··· Records shown
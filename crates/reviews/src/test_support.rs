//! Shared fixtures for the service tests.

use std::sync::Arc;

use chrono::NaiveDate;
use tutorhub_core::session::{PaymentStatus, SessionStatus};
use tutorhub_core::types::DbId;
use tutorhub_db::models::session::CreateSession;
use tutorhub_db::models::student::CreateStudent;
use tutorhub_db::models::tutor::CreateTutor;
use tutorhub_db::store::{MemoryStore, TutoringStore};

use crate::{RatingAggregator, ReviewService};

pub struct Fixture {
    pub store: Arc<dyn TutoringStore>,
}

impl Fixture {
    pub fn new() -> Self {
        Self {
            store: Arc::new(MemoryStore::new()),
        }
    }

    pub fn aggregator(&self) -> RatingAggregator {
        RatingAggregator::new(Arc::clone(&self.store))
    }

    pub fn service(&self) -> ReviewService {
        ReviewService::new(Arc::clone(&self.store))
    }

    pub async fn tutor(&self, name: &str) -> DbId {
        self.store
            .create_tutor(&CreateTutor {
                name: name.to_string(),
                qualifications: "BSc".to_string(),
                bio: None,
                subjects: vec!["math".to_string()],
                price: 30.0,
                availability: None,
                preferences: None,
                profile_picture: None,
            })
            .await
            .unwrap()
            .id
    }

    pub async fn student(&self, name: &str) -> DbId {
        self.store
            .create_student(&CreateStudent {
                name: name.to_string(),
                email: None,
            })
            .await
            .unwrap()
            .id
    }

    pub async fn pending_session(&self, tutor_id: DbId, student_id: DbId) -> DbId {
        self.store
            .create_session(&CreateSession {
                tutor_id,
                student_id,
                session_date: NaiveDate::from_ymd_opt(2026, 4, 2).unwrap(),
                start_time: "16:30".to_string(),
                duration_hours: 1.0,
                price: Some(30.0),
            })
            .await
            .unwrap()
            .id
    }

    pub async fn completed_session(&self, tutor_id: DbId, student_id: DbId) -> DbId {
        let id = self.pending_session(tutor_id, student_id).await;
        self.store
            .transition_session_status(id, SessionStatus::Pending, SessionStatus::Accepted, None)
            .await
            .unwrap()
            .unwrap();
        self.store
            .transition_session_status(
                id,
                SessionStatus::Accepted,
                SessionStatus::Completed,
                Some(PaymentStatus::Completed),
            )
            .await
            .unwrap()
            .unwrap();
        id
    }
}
······
Count the lines above that include the word "None". Reply with that number alone.

6